I got removed from a different forum the other day for posting this link along with "people worked up over Nazis vs Commies just need to get outside, meet each other, and see that we're all just folks."
Not my takeaway at all...if the teen in the article didnt have an unusually high amount of critical thinking, meeting in person would have not have changed much.
That was not my interpretation at all, especially in the part where he interviews marchers and finds that some of their beliefs are "internally inconsistent"
We're literally talking about how this teen decided who is trustworthy. As pointed out in the article, googling around to confirm GAVE HIM "confirmation". Recognizing that their views fell apart under inspection despite the previous confirmation required (as written, at least) above-average critical thinking.
This is a little too... optimistic in my opinion. I dislike both nazis and commies, but it seems clear to me that there are deep and irreconcilable value and cultural conflicts at play in society. Ultimately, these groups do not "speak the same language of Good and Evil," as Nietzsche would say, and are potential precursors to new societies. They should be allowed to part ways, permanently, in my opinion.
Well, this world has formal boundaries we call borders. Beyond that, it's a big universe...
I know this sounds a bit glib, but I'm deadly serious about this. There are geopolitical complications, yes, as well as some additional complexity when it comes to commerce, but all in all, more regime diversity seems like a good path towards lessened internal social tension.
This article sounds like a mother immersed in social media not parenting her child’s social media access. There is probably some level of gullibility and influence from each of their online habits.
I don’t have any sympathy for the problems here, and I can say that as a parent of two teenagers. Parent your damn children and stop relying on media to form your opinions for you. The cliche some of friends use to explain this failure is: You’ve made your bed, now sleep in it.

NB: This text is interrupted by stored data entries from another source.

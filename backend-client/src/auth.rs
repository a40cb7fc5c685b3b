use reqwest::Method;
use serde_json::Value;
use serde_json::json;
use tracing::info;
use tracing::warn;

use crate::client::Client;
use crate::client::RequestOptions;
use crate::error::ApiError;
use crate::error::Result;
use crate::events::AuthEvent;
use crate::types::LoginRequest;
use crate::types::LoginResponse;
use crate::types::RegisterRequest;

impl Client {
    /// Exchange email and password for a session and store it.
    ///
    /// A 401 here means bad credentials, so it is returned as-is rather than
    /// triggering a renewal.
    pub async fn login(&self, email: &str, password: &str) -> Result<LoginResponse> {
        let body = serde_json::to_value(LoginRequest { email, password })
            .map_err(ApiError::Encode)?;
        let login: LoginResponse = self
            .request(
                Method::POST,
                "/auth/login",
                Some(body),
                RequestOptions::new().without_renewal(),
            )
            .await?
            .json()?;
        self.session()
            .set_session(login.access_token.clone(), login.role)?;
        match login.role {
            Some(role) => info!("logged in as {role}"),
            None => info!("logged in"),
        }
        self.emit(AuthEvent::LoggedIn { role: login.role });
        Ok(login)
    }

    pub async fn register(&self, request: &RegisterRequest) -> Result<Value> {
        let body = serde_json::to_value(request).map_err(ApiError::Encode)?;
        self.request(
            Method::POST,
            "/auth/register",
            Some(body),
            RequestOptions::new().without_renewal(),
        )
        .await?
        .json_value()
    }

    /// Renew the session now instead of waiting for a 401. Clears the
    /// session and returns [`ApiError::Unauthenticated`] when the refresh
    /// cookie is no longer accepted.
    pub async fn refresh(&self) -> Result<String> {
        self.renew_session().await
    }

    /// Tell the server to end the session, then clear local state no matter
    /// what the server said.
    pub async fn logout(&self) -> Result<()> {
        let res = self
            .request(
                Method::POST,
                "/auth/logout",
                Some(json!({})),
                RequestOptions::new().without_renewal(),
            )
            .await;
        if let Err(err) = res {
            warn!("logout request failed: {err}");
        }
        self.expire_refresh_cookie();
        self.session().clear_session()?;
        info!("logged out");
        self.emit(AuthEvent::LoggedOut);
        Ok(())
    }
}
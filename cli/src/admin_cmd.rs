use anyhow::Result;
use anyhow::bail;
use estate_backend_client::Role;
use estate_backend_client::types::PoiInput;
use estate_backend_client::types::UserInput;
use estate_core::Connection;
use serde_json::json;

use crate::output::parse_json_arg;
use crate::output::print_json;

#[derive(Debug, clap::Subcommand)]
pub enum AdminCommand {
    #[clap(subcommand)]
    Users(JsonCrud),

    #[clap(subcommand)]
    Roles(NamedCrud),

    /// Create, rename or delete listing categories.
    #[clap(subcommand)]
    Categories(NamedCrudWithoutList),

    /// Points of interest shown on the map.
    #[clap(subcommand)]
    Pois(JsonCrud),

    #[clap(subcommand)]
    Favorites(FavoritesAdmin),

    /// Totals across listings, users and favorites.
    Stats,
}

/// CRUD over records whose bodies are given as JSON (inline or `@file`).
#[derive(Debug, clap::Subcommand)]
pub enum JsonCrud {
    List,
    Create {
        #[arg(long)]
        json: String,
    },
    Update {
        id: i64,
        #[arg(long)]
        json: String,
    },
    Delete {
        id: i64,
    },
}

#[derive(Debug, clap::Subcommand)]
pub enum NamedCrud {
    List,
    Create { name: String },
    Update { id: i64, name: String },
    Delete { id: i64 },
}

#[derive(Debug, clap::Subcommand)]
pub enum NamedCrudWithoutList {
    Create { name: String },
    Update { id: i64, name: String },
    Delete { id: i64 },
}

#[derive(Debug, clap::Subcommand)]
pub enum FavoritesAdmin {
    List,
    Delete { id: i64 },
}

/// Refuse before any call is made unless the stored session is an admin's.
/// The backend enforces the same rule; this only saves the round trip.
fn require_admin(conn: &Connection) -> Result<()> {
    match conn.client().session().role() {
        Some(Role::Admin) => Ok(()),
        Some(role) => bail!("admin commands require an ADMIN session (current role: {role})"),
        None => bail!("admin commands require an ADMIN session; run 'estate login' first"),
    }
}

impl AdminCommand {
    pub(crate) async fn run(self, conn: &Connection) -> Result<()> {
        require_admin(conn)?;
        let client = conn.client();
        match self {
            AdminCommand::Users(cmd) => match cmd {
                JsonCrud::List => print_json(&client.admin_list_users().await?),
                JsonCrud::Create { json } => {
                    let input: UserInput = parse_json_arg(&json)?;
                    print_json(&client.admin_create_user(&input).await?)
                }
                JsonCrud::Update { id, json } => {
                    let input: UserInput = parse_json_arg(&json)?;
                    print_json(&client.admin_update_user(id, &input).await?)
                }
                JsonCrud::Delete { id } => {
                    client.admin_delete_user(id).await?;
                    print_json(&json!({ "deleted": id }))
                }
            },
            AdminCommand::Roles(cmd) => match cmd {
                NamedCrud::List => print_json(&client.admin_list_roles().await?),
                NamedCrud::Create { name } => {
                    print_json(&client.admin_create_role(&name).await?)
                }
                NamedCrud::Update { id, name } => {
                    print_json(&client.admin_update_role(id, &name).await?)
                }
                NamedCrud::Delete { id } => {
                    client.admin_delete_role(id).await?;
                    print_json(&json!({ "deleted": id }))
                }
            },
            AdminCommand::Categories(cmd) => match cmd {
                NamedCrudWithoutList::Create { name } => {
                    print_json(&client.create_category(&name).await?)
                }
                NamedCrudWithoutList::Update { id, name } => {
                    print_json(&client.update_category(id, &name).await?)
                }
                NamedCrudWithoutList::Delete { id } => {
                    client.delete_category(id).await?;
                    print_json(&json!({ "deleted": id }))
                }
            },
            AdminCommand::Pois(cmd) => match cmd {
                JsonCrud::List => print_json(&client.admin_list_pois().await?),
                JsonCrud::Create { json } => {
                    let input: PoiInput = parse_json_arg(&json)?;
                    print_json(&client.admin_create_poi(&input).await?)
                }
                JsonCrud::Update { id, json } => {
                    let input: PoiInput = parse_json_arg(&json)?;
                    print_json(&client.admin_update_poi(id, &input).await?)
                }
                JsonCrud::Delete { id } => {
                    client.admin_delete_poi(id).await?;
                    print_json(&json!({ "deleted": id }))
                }
            },
            AdminCommand::Favorites(cmd) => match cmd {
                FavoritesAdmin::List => print_json(&client.admin_list_favorites().await?),
                FavoritesAdmin::Delete { id } => {
                    client.admin_delete_favorite(id).await?;
                    print_json(&json!({ "deleted": id }))
                }
            },
            AdminCommand::Stats => print_json(&client.admin_stats().await?),
        }
    }
}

It's going to be such a long slog until the election.
Already, there is an increase in the number of articles meant to subtly smear people. Call them racists, neo Nazis, extremists, etc. On the other side, photos of Antifa, anarchists and other extremists will be shown.
Please do your best to look for the truth. The vast, vast majority of people are good. (To be sure, there are some bad ones. But they do not dramatically increase in number as an election draws near!)
It is completely evil to sow the seeds of fear, doubt and hatred in this manner. Please look to the good in people. Turn away from the hatred.
Edit: I am in no way excusing neo Nazis, alt-right, alt-left, Antifa, etc.
I am saying that these nutballs are few and far in between. Almost everybody you meet out on the street today is going to be a decent person.
Years afterwards I was tutoring a high school student in mathematics. They asked me a question about school and I felt a moment of panic, as I remembered all of the shit that I went through.
By the time I finished college, it made sense to me. I could make it through an awful class or cut through red tape and weird requirements. I knew that I had survived a couple decades of bullshit, I was still here, and a little extra bullshit wasn't going to kill me. But at age 14, I remember being angry and upset all the time about things that happened at school.